The MTC of allitridin was 9.83 µg/ml in MEF. The treatment of 9.83 µg/ml allitridin could partly block the MCMV induction of Foxp3 mRNA expression [(87 ± 5) vs (114 ± 8), P < 0.01]. The percentages of Tc1, Tc2 and Th1 significantly increased to the levels of (12.42 ± 1.23)%, (4.28 ± 0.56)% and (13.25 ± 0.68)% respectively.
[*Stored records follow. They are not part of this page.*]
//! Arithmetic builtins: `+ - * / %`
//!
//! Arithmetic wraps on overflow.

use super::number_arg;
use crate::error::{Error, Result};
use crate::runtime::Value;

/// Arithmetic operator
#[derive(Debug, Clone, Copy, PartialEq, Eq)]
pub enum Op {
    /// `+`
    Add,
    /// `-`
    Sub,
    /// `*`
    Mul,
    /// `/`
    Div,
    /// `%`
    Rem,
}

impl Op {
    fn symbol(self) -> &'static str {
        match self {
            Op::Add => "+",
            Op::Sub => "-",
            Op::Mul => "*",
            Op::Div => "/",
            Op::Rem => "%",
        }
    }

    fn apply(self, x: i64, y: i64) -> Result<i64> {
        match self {
            Op::Add => Ok(x.wrapping_add(y)),
            Op::Sub => Ok(x.wrapping_sub(y)),
            Op::Mul => Ok(x.wrapping_mul(y)),
            Op::Div | Op::Rem if y == 0 => Err(Error::DivideByZero),
            Op::Div => Ok(x.wrapping_div(y)),
            Op::Rem => Ok(x.wrapping_rem(y)),
        }
    }
}

/// Left fold of `op` over numeric arguments; `(- x)` negates
pub fn arithmetic(op: Op, args: Vec<Value>) -> Result<Value> {
    let name = op.symbol();
    let numbers = args
        .into_iter()
        .enumerate()
        .map(|(index, value)| number_arg(name, value, index))
        .collect::<Result<Vec<i64>>>()?;

    let Some((&first, rest)) = numbers.split_first() else {
        return Err(Error::arity(name, 0, 1));
    };
    if op == Op::Sub && rest.is_empty() {
        return Ok(Value::Number(first.wrapping_neg()));
    }

    rest.iter()
        .try_fold(first, |acc, &n| op.apply(acc, n))
        .map(Value::Number)
}
//! Interactive read-eval-print loop
//!
//! Input is accumulated across lines until every group and string is
//! closed, so a definition can be typed over several lines.

use rustyline::error::ReadlineError;
use rustyline::DefaultEditor;
use tracing::debug;

use crate::error::Error;
use crate::reader;
use crate::runtime::{EnvId, Evaluator, Value};

/// Prompt shown while a group is still open
const CONTINUATION_PROMPT: &str = "  ... ";

/// Line that ends the session
const EXIT_COMMAND: &str = "exit";

/// Interactive loop configuration
#[derive(Debug, Clone)]
pub struct ReplConfig {
    /// Prompt for a fresh line
    pub prompt: String,
    /// Printed once at startup
    pub banner: String,
    /// Record entered lines in the editor history
    pub history: bool,
}

impl Default for ReplConfig {
    fn default() -> Self {
        ReplConfig {
            prompt: "lispy> ".to_string(),
            banner: "Welcome to Lispy. Enter something and press enter\nType 'exit' to quit"
                .to_string(),
            history: true,
        }
    }
}

/// Outcome of feeding one line to a [`Session`]
#[derive(Debug, Clone, PartialEq)]
pub enum Feed {
    /// A group is still open; more input is needed
    Incomplete,
    /// Every form was evaluated; one echo line per form
    Echo(Vec<String>),
}

/// Line accumulator in front of an evaluator
#[derive(Debug, Default)]
pub struct Session {
    pending: String,
}

impl Session {
    /// Creates an empty session
    pub fn new() -> Self {
        Self::default()
    }

    /// True while an unclosed group is buffered
    pub fn is_pending(&self) -> bool {
        !self.pending.is_empty()
    }

    /// Drops buffered input
    pub fn reset(&mut self) {
        self.pending.clear();
    }

    /// Adds a line and evaluates the buffer once it reads completely
    pub fn feed(&mut self, ev: &mut Evaluator, line: &str) -> Feed {
        if !self.pending.is_empty() {
            self.pending.push('\n');
        }
        self.pending.push_str(line);

        let forms = match reader::read_source(&self.pending) {
            Ok(forms) => forms,
            Err(Error::UnexpectedEof { .. } | Error::UnterminatedString { .. }) => {
                return Feed::Incomplete
            }
            Err(e) => {
                self.pending.clear();
                return Feed::Echo(vec![Value::Error(e.into_parse_failure()).to_string()]);
            }
        };
        self.pending.clear();

        Feed::Echo(
            forms
                .into_iter()
                .map(|form| ev.eval(EnvId::ROOT, form).to_string())
                .collect(),
        )
    }
}

/// Runs the interactive loop until `exit`, Ctrl-D or end of input
pub fn run(ev: &mut Evaluator, config: &ReplConfig) -> anyhow::Result<()> {
    let mut editor = DefaultEditor::new()?;
    let mut session = Session::new();

    println!("{}", config.banner);

    loop {
        let prompt = if session.is_pending() {
            CONTINUATION_PROMPT
        } else {
            config.prompt.as_str()
        };

        let line = match editor.readline(prompt) {
            Ok(line) => line,
            Err(ReadlineError::Interrupted) => {
                session.reset();
                continue;
            }
            Err(ReadlineError::Eof) => break,
            Err(e) => return Err(e.into()),
        };

        if config.history && !line.trim().is_empty() {
            editor.add_history_entry(line.as_str())?;
        }

        if !session.is_pending() && line.trim() == EXIT_COMMAND {
            break;
        }

        if let Feed::Echo(lines) = session.feed(ev, &line) {
            for out in lines {
                println!("{}", out);
            }
        }
    }

    debug!("interactive session finished");
    Ok(())
}
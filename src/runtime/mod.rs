//! Runtime execution: values, the environment arena and the evaluator

mod environment;
mod evaluator;
mod print_handler;
mod value;

pub use environment::{EnvId, Environment, Frame};
pub use evaluator::{Evaluator, EvaluatorConfig, Output};
pub use print_handler::{BufferPrintHandler, PrintHandler};
pub use value::{Function, Lambda, Value};
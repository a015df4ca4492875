//! Print handler for configurable output.
//!
//! `print` and the error reports emitted while loading files go through a
//! [`PrintHandler`] so the destination can be chosen per evaluator:
//! - Stdout: the default for the binary
//! - Buffer: captured for assertions in tests
//! - Silent: discarded

use parking_lot::Mutex;

/// Print handler that captures output to a buffer.
#[derive(Debug, Default)]
pub struct BufferPrintHandler {
    buffer: Mutex<String>,
}

impl BufferPrintHandler {
    /// Create a new buffer print handler.
    pub fn new() -> Self {
        Self::default()
    }

    /// Print a line (with newline).
    pub fn println(&self, msg: &str) {
        let mut buf = self.buffer.lock();
        buf.push_str(msg);
        buf.push('\n');
    }

    /// Get all captured output.
    pub fn get_output(&self) -> String {
        self.buffer.lock().clone()
    }

    /// Clear captured output.
    pub fn clear(&self) {
        self.buffer.lock().clear();
    }
}

/// Output destination, dispatched by enum.
#[derive(Debug)]
pub enum PrintHandler {
    /// Writes to stdout (default).
    Stdout,
    /// Captures to a buffer.
    Buffer(BufferPrintHandler),
    /// Discards all output.
    Silent,
}

impl PrintHandler {
    /// Create a capturing handler.
    pub fn buffer() -> Self {
        PrintHandler::Buffer(BufferPrintHandler::new())
    }

    /// Print a line (with newline).
    pub fn println(&self, msg: &str) {
        match self {
            Self::Stdout => println!("{msg}"),
            Self::Buffer(h) => h.println(msg),
            Self::Silent => {}
        }
    }

    /// Get all captured output.
    ///
    /// Returns an empty string for handlers that don't capture.
    pub fn get_output(&self) -> String {
        match self {
            Self::Buffer(h) => h.get_output(),
            Self::Stdout | Self::Silent => String::new(),
        }
    }

    /// Clear captured output.
    pub fn clear(&self) {
        if let Self::Buffer(h) = self {
            h.clear();
        }
    }
}

impl Default for PrintHandler {
    fn default() -> Self {
        PrintHandler::Stdout
    }
}

#[cfg(test)]
mod tests {
    use super::*;

    #[test]
    fn test_buffer_captures_lines() {
        let handler = PrintHandler::buffer();
        handler.println("one");
        handler.println("two");
        assert_eq!(handler.get_output(), "one\ntwo\n");

        handler.clear();
        assert_eq!(handler.get_output(), "");
    }

    #[test]
    fn test_silent_and_stdout_capture_nothing() {
        let silent = PrintHandler::Silent;
        silent.println("dropped");
        assert_eq!(silent.get_output(), "");
        assert_eq!(PrintHandler::default().get_output(), "");
    }
}
//! Conversion of parsed nodes into runtime values
//!
//! Comments are dropped. A number literal that does not fit an `i64`
//! becomes an error value in place, so the rest of the program still reads.

use crate::error::{Error, Result};
use crate::lexer::SExprScanner;
use crate::parser::{Node, SExprParser};
use crate::runtime::Value;

/// Reads one node; comments yield `None`
pub fn read(node: Node) -> Option<Value> {
    let value = match node {
        Node::Number(text) => match text.parse::<i64>() {
            Ok(n) => Value::Number(n),
            Err(_) => Value::Error(Error::ParseFailure(format!("invalid number '{}'", text))),
        },
        Node::Symbol(name) => Value::Symbol(name),
        Node::String(s) => Value::String(s),
        Node::SExpr(children) => Value::SExpr(read_forms(children)),
        Node::QExpr(children) => Value::QExpr(read_forms(children)),
        Node::Comment(_) => return None,
    };
    Some(value)
}

/// Reads a sequence of nodes, skipping comments
pub fn read_forms(nodes: Vec<Node>) -> Vec<Value> {
    nodes.into_iter().filter_map(read).collect()
}

/// Scans, parses and reads a whole source text
pub fn read_source(source: &str) -> Result<Vec<Value>> {
    let tokens = SExprScanner::new(source).scan_tokens()?;
    let nodes = SExprParser::new(tokens).parse()?;
    Ok(read_forms(nodes))
}
use std::env;
use std::path::PathBuf;
use std::process;

use anyhow::Result;
use lispy::builtins::BUILTINS;
use lispy::repl::{self, ReplConfig};
use lispy::{EnvId, Evaluator, Value};
use tracing::info;

fn main() -> Result<()> {
    init_tracing();

    let args: Vec<String> = env::args().skip(1).collect();
    if args.iter().any(|a| a == "-h" || a == "--help") {
        print_usage();
        return Ok(());
    }
    if let Some(flag) = args.iter().find(|a| a.starts_with('-')) {
        eprintln!("Unknown option '{}'", flag);
        print_usage();
        process::exit(2);
    }

    let mut evaluator = Evaluator::new();

    if args.is_empty() {
        return repl::run(&mut evaluator, &ReplConfig::default());
    }

    for path in args.iter().map(PathBuf::from) {
        info!(path = %path.display(), "loading file");
        if let Value::Error(err) = evaluator.load(EnvId::ROOT, &path) {
            println!("{}", Value::Error(err));
        }
    }
    Ok(())
}

/// Installs a stderr subscriber when `RUST_LOG` is set
fn init_tracing() {
    use tracing_subscriber::{fmt, prelude::*, EnvFilter};

    if env::var("RUST_LOG").is_ok() {
        tracing_subscriber::registry()
            .with(fmt::layer().with_writer(std::io::stderr).with_target(true))
            .with(EnvFilter::from_default_env())
            .init();
    }
}

fn print_usage() {
    println!("lispy {}", lispy::VERSION);
    println!();
    println!("Usage: lispy [FILE...]");
    println!();
    println!("Evaluates each FILE in order. Without files, starts an interactive session.");
    println!();
    println!("Options:");
    println!("  -h, --help    Print this help");
    println!();
    println!("Builtins:");
    for (name, builtin) in BUILTINS {
        println!("  {:<8}{}", name, builtin.description());
    }
    println!();
    println!("Set RUST_LOG (e.g. RUST_LOG=lispy=debug) to enable diagnostics on stderr.");
}
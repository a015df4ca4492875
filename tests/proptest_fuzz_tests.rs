//! Property-based fuzzing tests for the scanner, parser and evaluator
//!
//! These tests use proptest to generate random inputs and verify that:
//! 1. Scanning and parsing never panic on arbitrary input
//! 2. Evaluation turns every failure into an error value
//! 3. The arithmetic and list builtins obey their algebraic laws

use lispy::lexer::SExprScanner;
use lispy::parser::SExprParser;
use lispy::{Error, Evaluator, EvaluatorConfig, Output, Value};
use proptest::prelude::*;

// =============================================================================
// STRATEGY GENERATORS
// =============================================================================

/// Generate random strings that might break the scanner
fn arbitrary_source_string() -> impl Strategy<Value = String> {
    prop::string::string_regex(r"[\x00-\x7F]{0,300}").unwrap()
}

/// Generate token soup that looks like source text
fn sexp_like_string() -> impl Strategy<Value = String> {
    prop::collection::vec(sexp_token(), 0..40).prop_map(|tokens| tokens.join(" "))
}

fn sexp_token() -> impl Strategy<Value = String> {
    prop_oneof![
        Just("(".to_string()),
        Just(")".to_string()),
        Just("{".to_string()),
        Just("}".to_string()),
        // Builtins
        Just("head".to_string()),
        Just("tail".to_string()),
        Just("join".to_string()),
        Just("eval".to_string()),
        Just("list".to_string()),
        Just("def".to_string()),
        Just("\\".to_string()),
        Just("if".to_string()),
        Just("&".to_string()),
        Just("+".to_string()),
        Just("-".to_string()),
        Just("/".to_string()),
        Just("%".to_string()),
        Just("==".to_string()),
        // Numbers
        (-1000i64..1000i64).prop_map(|n| n.to_string()),
        // Strings
        r#""[a-zA-Z0-9 ]{0,10}""#,
        // Identifiers
        "[a-z][a-z0-9_]{0,6}",
        // Comments
        ";[^\n]{0,20}\n",
    ]
}

/// A Q-expression literal of small numbers
fn number_list() -> impl Strategy<Value = (Vec<i64>, String)> {
    prop::collection::vec(-50i64..50, 0..8).prop_map(|ns| {
        let text: Vec<String> = ns.iter().map(|n| n.to_string()).collect();
        let literal = format!("{{{}}}", text.join(" "));
        (ns, literal)
    })
}

fn silent() -> Evaluator {
    Evaluator::with_config(EvaluatorConfig {
        output: Output::Silent,
    })
}

fn eval_one(source: &str) -> Value {
    silent().run(source).unwrap()
}

// =============================================================================
// SCANNER / PARSER FUZZ TESTS
// =============================================================================

proptest! {
    /// The scanner should never panic on arbitrary input
    #[test]
    fn scanner_never_panics(source in arbitrary_source_string()) {
        let mut scanner = SExprScanner::new(&source);
        let _ = scanner.scan_tokens();
    }

    /// The parser should never panic on any token stream the scanner accepts
    #[test]
    fn parser_never_panics(source in sexp_like_string()) {
        let mut scanner = SExprScanner::new(&source);
        if let Ok(tokens) = scanner.scan_tokens() {
            let mut parser = SExprParser::new(tokens);
            let _ = parser.parse();
        }
    }

    /// Unbalanced groups are rejected, balanced ones accepted
    #[test]
    fn parser_balance(opens in 0usize..40, closes in 0usize..40) {
        let source = format!("{}1{}", "(".repeat(opens), ")".repeat(closes));
        let tokens = SExprScanner::new(&source).scan_tokens().unwrap();
        let parsed = SExprParser::new(tokens).parse();
        prop_assert_eq!(parsed.is_ok(), opens == closes);
    }
}

// =============================================================================
// EVALUATOR FUZZ TESTS
// =============================================================================

proptest! {
    /// Evaluating token soup never panics and is deterministic
    #[test]
    fn evaluator_is_deterministic(source in sexp_like_string()) {
        let first = silent().run(&source);
        let second = silent().run(&source);
        prop_assert_eq!(first, second);
    }

    #[test]
    fn addition_commutes(a in any::<i64>(), b in any::<i64>()) {
        prop_assert_eq!(
            eval_one(&format!("(+ {} {})", a, b)),
            eval_one(&format!("(+ {} {})", b, a))
        );
    }

    #[test]
    fn unary_minus_negates(a in any::<i64>()) {
        prop_assert_eq!(
            eval_one(&format!("(- {})", a)),
            Value::Number(a.wrapping_neg())
        );
    }

    #[test]
    fn division_by_zero_is_an_error(a in any::<i64>()) {
        prop_assert_eq!(
            eval_one(&format!("(/ {} 0)", a)),
            Value::Error(Error::DivideByZero)
        );
        prop_assert_eq!(
            eval_one(&format!("(% {} 0)", a)),
            Value::Error(Error::DivideByZero)
        );
    }

    #[test]
    fn quotient_and_remainder_recompose(a in -10_000i64..10_000, b in 1i64..100) {
        let source = format!("(+ (* (/ {a} {b}) {b}) (% {a} {b}))", a = a, b = b);
        prop_assert_eq!(eval_one(&source), Value::Number(a));
    }

    #[test]
    fn join_is_associative(
        (x, xs) in number_list(),
        (y, ys) in number_list(),
        (z, zs) in number_list()
    ) {
        let left = eval_one(&format!("(join (join {} {}) {})", xs, ys, zs));
        let right = eval_one(&format!("(join {} (join {} {}))", xs, ys, zs));
        prop_assert_eq!(&left, &right);

        let expected: Vec<Value> = x.iter().chain(&y).chain(&z).copied().map(Value::Number).collect();
        prop_assert_eq!(left, Value::qexpr(expected));
    }

    #[test]
    fn empty_list_is_left_identity((_, xs) in number_list()) {
        prop_assert_eq!(
            eval_one(&format!("(join {{}} {})", xs)),
            eval_one(&xs)
        );
    }

    #[test]
    fn head_and_tail_rebuild_list((ns, xs) in number_list()) {
        prop_assume!(!ns.is_empty());
        prop_assert_eq!(
            eval_one(&format!("(join (head {0}) (tail {0}))", xs)),
            eval_one(&xs)
        );
    }

    #[test]
    fn equality_is_reflexive((_, xs) in number_list()) {
        prop_assert_eq!(eval_one(&format!("(== {0} {0})", xs)), Value::Number(1));
        prop_assert_eq!(eval_one(&format!("(!= {0} {0})", xs)), Value::Number(0));
    }
}
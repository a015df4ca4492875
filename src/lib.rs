//! # Lispy - a small Lisp with Q-expressions
//!
//! An interpreter for a minimal Lisp dialect where code and data share one
//! representation. Parenthesized S-expressions are evaluated; brace-delimited
//! Q-expressions are quoted lists that builtins can take apart, rebuild and
//! evaluate on demand.
//!
//! ## Quick Start
//!
//! ```rust
//! use lispy::{Evaluator, Value};
//!
//! # fn main() -> Result<(), Box<dyn std::error::Error>> {
//! let mut evaluator = Evaluator::new();
//! evaluator.run(r"(def {add} (\ {x y} {+ x y}))")?;
//!
//! // Partial application returns a function waiting for `y`
//! let result = evaluator.run("((add 5) 3)")?;
//! assert_eq!(result, Value::Number(8));
//!
//! let result = evaluator.run("(eval (join {+} (tail {0 1 2 3})))")?;
//! assert_eq!(result, Value::Number(6));
//! # Ok(())
//! # }
//! ```
//!
//! ## Architecture
//!
//! ```text
//! Source Code → Scanner → Tokens → Parser → Nodes → Reader → Values → Evaluator
//! ```
//!
//! - [`Scanner`] - Tokenizes source code
//! - [`Parser`] - Groups tokens into syntax nodes
//! - [`reader`] - Turns nodes into runtime values
//! - [`Evaluator`] - Evaluates values against an [`Environment`]
//! - [`Builtin`] - Native functions bound in the global frame
//!
//! ## Error Handling
//!
//! Language errors are ordinary values: evaluation never fails, it produces
//! [`Value::Error`]. Only reading source text returns `Err`.
//!
//! ```rust
//! # use lispy::{Error, Evaluator, Value};
//! let mut evaluator = Evaluator::new();
//! let result = evaluator.run("(/ 10 0)").unwrap();
//! assert_eq!(result, Value::Error(Error::DivideByZero));
//! assert_eq!(result.to_string(), "Error: Division By Zero!");
//! ```

/// Version of the interpreter
pub const VERSION: &str = env!("CARGO_PKG_VERSION");

pub mod builtins;
pub mod error;
pub mod lexer;
pub mod parser;
pub mod reader;
pub mod repl;
pub mod runtime;

// Re-export main types
pub use builtins::Builtin;
pub use error::{Error, ErrorKind, Result};
pub use lexer::{SExprScanner, Token, TokenKind};
pub use parser::{Node, SExprParser};
pub use repl::ReplConfig;
pub use runtime::{
    EnvId, Environment, Evaluator, EvaluatorConfig, Frame, Function, Lambda, Output, Value,
};

/// Type alias for the S-expression scanner (lexer).
/// Converts raw source text into tokens for the parser.
pub type Scanner = SExprScanner;

/// Type alias for the S-expression parser.
/// Converts tokens into syntax nodes.
pub type Parser = SExprParser;
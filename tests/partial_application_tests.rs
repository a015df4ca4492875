//! Tests for partial application and call-site environments

use lispy::{EnvId, Evaluator, Function, Value};

fn evaluator_with(source: &str) -> Evaluator {
    let mut evaluator = Evaluator::new();
    evaluator.run(source).unwrap();
    evaluator
}

#[test]
fn test_partial_application_adds() {
    let mut ev = evaluator_with(r"(def {add5} (\ {x y} {+ x y}))");
    assert_eq!(ev.run("((add5 5) 3)").unwrap(), Value::Number(8));
    assert_eq!(ev.run("(add5 5 3)").unwrap(), Value::Number(8));
}

#[test]
fn test_partial_application_returns_function() {
    let mut ev = evaluator_with(r"(def {add5} (\ {x y} {+ x y}))");
    let partial = ev.run("(add5 5)").unwrap();
    assert_eq!(partial.to_string(), r"(\ {SYM: y} {SYM: + SYM: x SYM: y})");

    match partial {
        Value::Function(Function::Lambda(lambda)) => {
            assert_eq!(lambda.formals, vec!["y".to_string()]);
            assert_eq!(lambda.env.lookup("x"), Some(&Value::Number(5)));
        }
        other => panic!("expected lambda, got {}", other),
    }
}

#[test]
fn test_partial_application_bound_by_name() {
    let mut ev = evaluator_with(
        r"
        (def {add3} (\ {a b c} {+ a b c}))
        (def {plus1} (add3 1))
        (def {plus3} (plus1 2))
        ",
    );
    assert_eq!(ev.run("(plus3 10)").unwrap(), Value::Number(13));
    // Reusing the partial does not leak bindings between calls
    assert_eq!(ev.run("(plus3 20)").unwrap(), Value::Number(23));
    assert_eq!(ev.run("(plus1 0 0)").unwrap(), Value::Number(1));
}

#[test]
fn test_curry_and_uncurry() {
    let mut ev = evaluator_with(
        r"
        (def {unpack} (\ {f l} {eval (join (list f) l)}))
        (def {pack} (\ {f & xs} {f xs}))
        ",
    );
    assert_eq!(ev.run("(unpack + {1 2 3})").unwrap(), Value::Number(6));
    assert_eq!(
        ev.run("(pack head 5 6 7)").unwrap(),
        Value::qexpr(vec![Value::Number(5)])
    );
}

#[test]
fn test_body_sees_calling_environment() {
    let mut ev = evaluator_with(
        r"
        (def {show-n} (\ {_} {n}))
        (def {with-n} (\ {n} {show-n 0}))
        ",
    );
    assert_eq!(ev.run("(with-n 42)").unwrap(), Value::Number(42));
}

#[test]
fn test_partial_bindings_shadow_call_site() {
    let mut ev = evaluator_with(
        r"
        (def {x} 100)
        (def {pair} (\ {x y} {list x y}))
        (def {first-is-1} (pair 1))
        ",
    );
    assert_eq!(
        ev.run("(first-is-1 2)").unwrap(),
        Value::qexpr(vec![Value::Number(1), Value::Number(2)])
    );
}

#[test]
fn test_frames_are_released() {
    let mut ev = evaluator_with(
        r"
        (def {fib} (\ {n} {if (< n 2) {n} {+ (fib (- n 1)) (fib (- n 2))}}))
        ",
    );
    let before = ev.env.live_frames();
    assert_eq!(ev.run("(fib 15)").unwrap(), Value::Number(610));
    assert_eq!(ev.env.live_frames(), before);
    assert_eq!(ev.env.depth(EnvId::ROOT), 1);
}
They showed statistic differences with those of placebo controls [(6.85 ± 0.92)%, (2.34 ± 0.42)% and (9.32 ± 0.86)%; all P < 0.01]. Meanwhile, the levels of IL-10 and TGF-β1 in supernatants also significantly decreased to (29.98 ± 3.15) pg/ml and (3.48 ± 0.23) ng/ml by allitridin treatment as compared with placebo controls [(38.21 ± 4.02) pg/ml and (5.31 ± 0.59) ng/ml, all P < 0.05]. In addition, the MCMV plaque assays showed that allitridin significantly suppressed the viral loads by one order of magnitude.

CONCLUSION

Allitridin can partly retrieve MCMV-induced Treg expansion and Treg-mediated anti-MCMV immunosuppression so as to enhance the specific cellular immune responses against CMV.